Seemingly forgotten, but not by God, Israel was persecuted in Egypt until God answered their cry for deliverance and raised up Moses to miraculously free His people. Israel now became a nation, birthed through a series of 10 Plagues that totally decimated Egypt, destroyed every one of its 1st-born males and ultimately drowned its armies in the Red Sea. The Law-Giver then led them to Sinai to receive the Old Covenant, specifically embodied in The 10 Commandments, to teach them how to approach, dwell with and worship their God.
From the Exodus, Israel's history chronicles the nation's inconsistent walk with their God. It is the oldest and most detailed record of any people's history. The Greeks and Egyptians have their mythologies. However, the Bible records Israel's history in often minute detail, outlining not only the nation's triumphs, but also its many failures. God does not spare even His heroes from the whole truth. In not always literal or chronologically-ordered themes, we find God patiently pouring out His heart to His people, seeking their heart repentance and reconciliation. But to no avail. Rather than believe God's good report and enter The Promised Land, they wandered 40 years in the wilderness. A generation passed. Joshua eventually finally led in a new generation, but their unbelief persisted. It was easier to get Israel out of Egypt than Egypt out of Israel.

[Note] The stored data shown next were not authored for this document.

//! Project metadata and host platform facts.

use std::fs;
use std::path::Path;

use devlens_core::{PlatformInfo, ProjectMetadata};
use serde::de::DeserializeOwned;
use serde::Deserialize;
use sysinfo::System;

use super::{CollectorError, MetadataSource};

/// Metadata bag written by the setup step, relative to the project root.
pub const METADATA_FILE: &str = ".devlens/metadata.json";

const PACKAGE_MANIFEST: &str = "package.json";
const FRAMEWORK_PACKAGE: &str = "next";

/// Reads `.devlens/metadata.json` and fills gaps from `package.json`.
///
/// Missing files are not an error; unparseable ones are.
#[derive(Debug, Clone, Copy, Default)]
pub struct ProjectMetadataFile;

#[derive(Debug, Default, Deserialize)]
#[serde(rename_all = "camelCase")]
struct PackageManifest {
    name: Option<String>,
    version: Option<String>,
    #[serde(default)]
    dependencies: serde_json::Map<String, serde_json::Value>,
    #[serde(default)]
    dev_dependencies: serde_json::Map<String, serde_json::Value>,
}

impl PackageManifest {
    fn framework_version(&self) -> Option<String> {
        self.dependencies
            .get(FRAMEWORK_PACKAGE)
            .or_else(|| self.dev_dependencies.get(FRAMEWORK_PACKAGE))
            .and_then(serde_json::Value::as_str)
            .map(|v| v.trim_start_matches(&['^', '~', '='][..]).to_string())
    }
}

impl MetadataSource for ProjectMetadataFile {
    fn load(&self, project_root: &Path) -> Result<ProjectMetadata, CollectorError> {
        let injected: ProjectMetadata =
            read_json(&project_root.join(METADATA_FILE))?.unwrap_or_default();
        let manifest: PackageManifest =
            read_json(&project_root.join(PACKAGE_MANIFEST))?.unwrap_or_default();

        let from_manifest = ProjectMetadata {
            app_name: manifest.name.clone(),
            next_version: manifest.framework_version(),
            package_version: manifest.version.clone(),
            ..Default::default()
        };
        Ok(injected.or(from_manifest))
    }
}

fn read_json<T: DeserializeOwned>(path: &Path) -> Result<Option<T>, CollectorError> {
    if !path.is_file() {
        return Ok(None);
    }
    let content = fs::read_to_string(path).map_err(|e| CollectorError::io(path, e))?;
    serde_json::from_str(&content)
        .map(Some)
        .map_err(|e| CollectorError::parse(path, e))
}

/// Host operating system facts.
pub fn platform_info() -> PlatformInfo {
    PlatformInfo {
        os: System::name(),
        os_version: System::os_version(),
        kernel_version: System::kernel_version(),
        arch: std::env::consts::ARCH.to_string(),
    }
}

#[cfg(test)]
mod tests {
    use super::*;

    #[test]
    fn test_missing_files_yield_empty_metadata() {
        let dir = tempfile::tempdir().unwrap();
        let metadata = ProjectMetadataFile.load(dir.path()).unwrap();
        assert_eq!(metadata, ProjectMetadata::default());
    }

    #[test]
    fn test_injected_metadata_wins_over_manifest() {
        let dir = tempfile::tempdir().unwrap();
        fs::create_dir_all(dir.path().join(".devlens")).unwrap();
        fs::write(
            dir.path().join(METADATA_FILE),
            r#"{"appName":"shop","gitBranch":"main","gitSha":"abc123","port":"3000"}"#,
        )
        .unwrap();
        fs::write(
            dir.path().join(PACKAGE_MANIFEST),
            r#"{"name":"shop-web","version":"2.1.0","dependencies":{"next":"^14.2.3","react":"18.3.1"}}"#,
        )
        .unwrap();

        let metadata = ProjectMetadataFile.load(dir.path()).unwrap();
        assert_eq!(metadata.app_name.as_deref(), Some("shop"));
        assert_eq!(metadata.package_version.as_deref(), Some("2.1.0"));
        assert_eq!(metadata.next_version.as_deref(), Some("14.2.3"));
        assert_eq!(metadata.git_branch.as_deref(), Some("main"));
        assert_eq!(metadata.port.as_deref(), Some("3000"));
    }

    #[test]
    fn test_invalid_manifest_is_error() {
        let dir = tempfile::tempdir().unwrap();
        fs::write(dir.path().join(PACKAGE_MANIFEST), "{").unwrap();
        assert!(matches!(
            ProjectMetadataFile.load(dir.path()),
            Err(CollectorError::Parse { .. })
        ));
    }

    #[test]
    fn test_platform_info_has_arch() {
        assert!(!platform_info().arch.is_empty());
    }
}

Israel stumbled through the next 850 years in cycles of sin-addiction: sometimes walking in faith + blessing, then recurrent sin + idolatry, subsequent conquest + servitude, followed by repentance + restoration. But neither judges, prophets, priests nor kings were able to save Israel from themselves. A zenith of power under kings David and Solomon was short-lived and Israel fragmented in two.

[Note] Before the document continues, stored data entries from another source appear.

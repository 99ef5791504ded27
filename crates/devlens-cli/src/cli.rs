//! Command-line interface for querying a running devlens daemon.
//!
//! # Usage
//!
//! ```text
//! devlens overlay                  # overlay summary for the active session
//! devlens runtime                  # every retained session
//! devlens errors                   # captured errors and logs
//! devlens export -o report.json    # full diagnostic snapshot as JSON
//! devlens watch                    # stream session and error events
//! devlens reset                    # drop all telemetry
//! devlens ping                     # check the daemon is alive
//! ```

use std::env;
use std::fs;
use std::io::{self, Write};
use std::path::PathBuf;

use anyhow::{Context, Result};
use clap::{Parser, Subcommand};
use tokio_util::sync::CancellationToken;
use tracing::debug;
use tracing_subscriber::EnvFilter;

use crate::client::{DaemonClient, DaemonConfig, DEFAULT_SOCKET_PATH};
use crate::render;

/// Environment variable overriding the daemon socket path.
pub const SOCKET_ENV: &str = "DEVLENS_SOCKET";

// ============================================================================
// CLI Arguments
// ============================================================================

/// devlens - runtime telemetry and diagnostics for your dev server
#[derive(Parser, Debug)]
#[command(name = "devlens")]
#[command(about = "Inspect runtime telemetry collected by devlensd")]
#[command(version)]
pub struct Args {
    /// Daemon socket path (default: $DEVLENS_SOCKET or /tmp/devlens.sock)
    #[arg(long, short = 's', global = true)]
    pub socket: Option<PathBuf>,

    #[command(subcommand)]
    pub command: Command,
}

#[derive(Subcommand, Debug, PartialEq, Eq)]
pub enum Command {
    /// Show the overlay summary for the active session
    Overlay,
    /// List retained sessions and their events
    Runtime,
    /// Show captured errors and logs
    Errors,
    /// Export the full diagnostic snapshot as JSON
    Export {
        /// Write to a file instead of stdout
        #[arg(long, short = 'o')]
        output: Option<PathBuf>,

        /// Project root to scan (default: the daemon's project)
        #[arg(long)]
        project: Option<PathBuf>,
    },
    /// Stream session and error events until interrupted
    Watch,
    /// Drop all sessions, errors and logs
    Reset,
    /// Check that the daemon responds
    Ping,
}

/// Flag, then `DEVLENS_SOCKET`, then the default path.
pub fn resolve_socket_path(flag: Option<PathBuf>) -> PathBuf {
    flag.or_else(|| env::var_os(SOCKET_ENV).map(PathBuf::from))
        .unwrap_or_else(|| PathBuf::from(DEFAULT_SOCKET_PATH))
}

/// Logs go to stderr so stdout stays clean for rendered output and exports.
fn init_tracing() -> Result<()> {
    tracing_subscriber::fmt()
        .with_env_filter(
            EnvFilter::from_default_env()
                .add_directive("devlens_cli=warn".parse()?)
                .add_directive("devlens_protocol=warn".parse()?),
        )
        .with_writer(io::stderr)
        .init();
    Ok(())
}

/// Parses arguments and runs the selected command.
pub fn run() -> Result<()> {
    let args = Args::parse();
    init_tracing()?;

    let config = DaemonConfig {
        socket_path: resolve_socket_path(args.socket),
        ..Default::default()
    };
    execute(config, args.command)
}

#[tokio::main]
async fn execute(config: DaemonConfig, command: Command) -> Result<()> {
    let mut client = DaemonClient::connect(&config)
        .await
        .context("Could not reach devlensd (start it with 'devlensd start')")?;
    debug!(client_id = client.client_id(), ?command, "Running command");

    match command {
        Command::Overlay => {
            let (position, view) = client.overlay().await?;
            print!("{}", render::render_overlay(position, &view));
        }
        Command::Runtime => {
            let snapshot = client.runtime().await?;
            print!("{}", render::render_runtime(&snapshot));
        }
        Command::Errors => {
            let snapshot = client.error_log().await?;
            print!("{}", render::render_error_log(&snapshot));
        }
        Command::Export { output, project } => {
            let project = project
                .map(|p| {
                    p.canonicalize()
                        .with_context(|| format!("Invalid project root {}", p.display()))
                })
                .transpose()?;
            let snapshot = client.diagnostics(project).await?;
            let json = serde_json::to_string_pretty(&snapshot)?;

            match output {
                Some(path) => {
                    fs::write(&path, json)
                        .with_context(|| format!("Failed to write {}", path.display()))?;
                    eprintln!("Diagnostics written to {}", path.display());
                }
                None => {
                    let mut stdout = io::stdout().lock();
                    stdout.write_all(json.as_bytes())?;
                    stdout.write_all(b"\n")?;
                }
            }
        }
        Command::Watch => {
            watch(client).await?;
            return Ok(());
        }
        Command::Reset => {
            client.reset().await?;
            println!("Telemetry cleared");
        }
        Command::Ping => {
            let rtt = client.ping(1).await?;
            println!(
                "devlensd is alive at {} ({:.1}ms)",
                config.socket_path.display(),
                rtt.as_secs_f64() * 1000.0
            );
        }
    }

    client.disconnect().await?;
    Ok(())
}

/// Prints broadcasts until Ctrl-C or the daemon goes away.
async fn watch(mut client: DaemonClient) -> Result<()> {
    client.subscribe().await?;
    eprintln!("Watching for events (Ctrl-C to stop)");

    let cancel_token = CancellationToken::new();
    let signal_token = cancel_token.clone();
    tokio::spawn(async move {
        if tokio::signal::ctrl_c().await.is_ok() {
            signal_token.cancel();
        }
    });

    loop {
        tokio::select! {
            _ = cancel_token.cancelled() => break,
            message = client.recv() => {
                let message = message?;
                if let Some(line) = render::render_event(&message) {
                    println!("{line}");
                }
            }
        }
    }

    client.disconnect().await?;
    Ok(())
}
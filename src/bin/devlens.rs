//! devlens - query a running devlens daemon.

fn main() -> anyhow::Result<()> {
    devlens_cli::cli::run()
}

10 tribes led by Ephraim separated to form the Northern Kingdom of Israel with its capital at Samaria, while 2 tribes remained with David's dynasty in the Kingdom of Judah, still centred in Jerusalem. The two kingdoms often warred against one another, sometimes allied against their neighbouring kingdoms of Syria, Moab or Edom, but rarely repented and served the God of their fathers with all their hearts. Both peoples eventually lost their focus on God and ultimately their kingdoms. God Himself put an end to their unfortunate cycle.
First, Israel: the Northern Kingdom, after 9 dynasties of ungodly kings, was defeated and its 10 tribes scattered among the nations by Assyria in 709BC. Just over a century later, in 586BC, Jerusalem and its temple were also destroyed and its people led captive to Babylon for 70 years. The land would finally have its Sabbaths.

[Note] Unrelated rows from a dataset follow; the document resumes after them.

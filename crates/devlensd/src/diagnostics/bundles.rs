//! Build output scanning.

use std::collections::{BTreeMap, HashMap};
use std::fs;
use std::path::{Path, PathBuf};

use chrono::Utc;
use devlens_core::{AssetTarget, BundleAsset, BundleChunk, BundlesSnapshot, RouteBundle};
use serde::Deserialize;
use tracing::debug;

use super::{BundleScanner, CollectorError};

/// Build output directory name inside the project root.
pub const DEFAULT_BUILD_DIR: &str = ".next";

const APP_BUILD_MANIFEST: &str = "app-build-manifest.json";

/// Scans `<root>/.next` for JavaScript assets.
///
/// `static/` holds client assets (chunks live in `static/chunks/`),
/// `server/` holds server assets. The route mapping comes from the app
/// build manifest when present.
#[derive(Debug, Clone)]
pub struct BuildOutputScanner {
    build_dir: String,
}

impl BuildOutputScanner {
    pub fn new(build_dir: impl Into<String>) -> Self {
        Self {
            build_dir: build_dir.into(),
        }
    }
}

impl Default for BuildOutputScanner {
    fn default() -> Self {
        Self::new(DEFAULT_BUILD_DIR)
    }
}

#[derive(Debug, Deserialize)]
struct AppBuildManifest {
    #[serde(default)]
    pages: BTreeMap<String, Vec<String>>,
}

impl BundleScanner for BuildOutputScanner {
    fn scan(&self, project_root: &Path) -> Result<Option<BundlesSnapshot>, CollectorError> {
        let build = project_root.join(&self.build_dir);
        if !build.is_dir() {
            debug!(path = %build.display(), "No build output");
            return Ok(None);
        }

        let mut assets = Vec::new();
        for (dir, target) in [("static", AssetTarget::Client), ("server", AssetTarget::Server)] {
            let mut files = Vec::new();
            collect_js_files(&build.join(dir), &mut files)?;
            for (path, size) in files {
                assets.push(BundleAsset {
                    name: relative_name(&build, &path),
                    size,
                    target,
                });
            }
        }
        assets.sort_by(|a, b| a.name.cmp(&b.name));

        let chunks: Vec<BundleChunk> = assets
            .iter()
            .filter(|a| a.target == AssetTarget::Client && a.name.starts_with("static/chunks/"))
            .map(|a| BundleChunk {
                name: a.name.clone(),
                size: a.size,
            })
            .collect();

        let sizes: HashMap<&str, u64> = assets.iter().map(|a| (a.name.as_str(), a.size)).collect();
        let route_mapping = read_route_mapping(&build.join(APP_BUILD_MANIFEST), &sizes)?;

        let total = |target| {
            assets
                .iter()
                .filter(|a| a.target == target)
                .map(|a| a.size)
                .sum::<u64>()
        };
        let total_client_size = total(AssetTarget::Client);
        let total_server_size = total(AssetTarget::Server);

        debug!(
            assets = assets.len(),
            routes = route_mapping.len(),
            total_client_size,
            "Build output scanned"
        );

        Ok(Some(BundlesSnapshot {
            assets,
            chunks,
            route_mapping,
            total_client_size,
            total_server_size,
            generated_at: Utc::now(),
        }))
    }
}

/// Recursively collects `.js` files with their sizes. A missing directory
/// yields nothing.
fn collect_js_files(dir: &Path, out: &mut Vec<(PathBuf, u64)>) -> Result<(), CollectorError> {
    if !dir.is_dir() {
        return Ok(());
    }
    let entries = fs::read_dir(dir).map_err(|e| CollectorError::io(dir, e))?;
    for entry in entries {
        let entry = entry.map_err(|e| CollectorError::io(dir, e))?;
        let path = entry.path();
        let metadata = entry.metadata().map_err(|e| CollectorError::io(&path, e))?;
        if metadata.is_dir() {
            collect_js_files(&path, out)?;
        } else if path.extension().is_some_and(|ext| ext == "js") {
            out.push((path, metadata.len()));
        }
    }
    Ok(())
}

fn relative_name(base: &Path, path: &Path) -> String {
    path.strip_prefix(base)
        .unwrap_or(path)
        .components()
        .map(|c| c.as_os_str().to_string_lossy())
        .collect::<Vec<_>>()
        .join("/")
}

fn read_route_mapping(
    manifest: &Path,
    sizes: &HashMap<&str, u64>,
) -> Result<Vec<RouteBundle>, CollectorError> {
    if !manifest.is_file() {
        return Ok(Vec::new());
    }
    let content = fs::read_to_string(manifest).map_err(|e| CollectorError::io(manifest, e))?;
    let parsed: AppBuildManifest =
        serde_json::from_str(&content).map_err(|e| CollectorError::parse(manifest, e))?;

    Ok(parsed
        .pages
        .into_iter()
        .map(|(entry, chunks)| {
            let total_size = chunks
                .iter()
                .filter_map(|c| sizes.get(c.as_str()))
                .sum();
            RouteBundle {
                route: route_from_entry(&entry),
                chunks,
                total_size,
            }
        })
        .collect())
}

/// `/blog/[slug]/page` -> `/blog/[slug]`, `/page` -> `/`.
fn route_from_entry(entry: &str) -> String {
    let trimmed = ["/page", "/route", "/layout"]
        .iter()
        .find_map(|suffix| entry.strip_suffix(*suffix))
        .unwrap_or(entry);
    if trimmed.is_empty() {
        "/".to_string()
    } else {
        trimmed.to_string()
    }
}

Empires pass, but God’s Promise always stands faithful. In 539BC, the Medes and Persians conquered Babylon under Darius and shortly thereafter, Cyrus decreed the rebuilding of Jerusalem and its Temple! Beginning in 536BC, true to Jeremiah's prophecy of 70 Years' Captivity, 3 remnant waves of exiles returned to the land under Joshua + Zerubbabel, Ezra and Nehemiah. Together with the prophets, Haggai and Zechariah, they rallied the nation in rebuilding and revival, but the people soon became disheartened, discouraged and addicted to dead religious forms. Idolatry had been broken, but a more formal legalism now took its place. Malachi trumpeted a final prophetic message: hearts needed to turn back to the Father. God spoke again, but his people apparently had no ears to hear and 400 years of silence followed!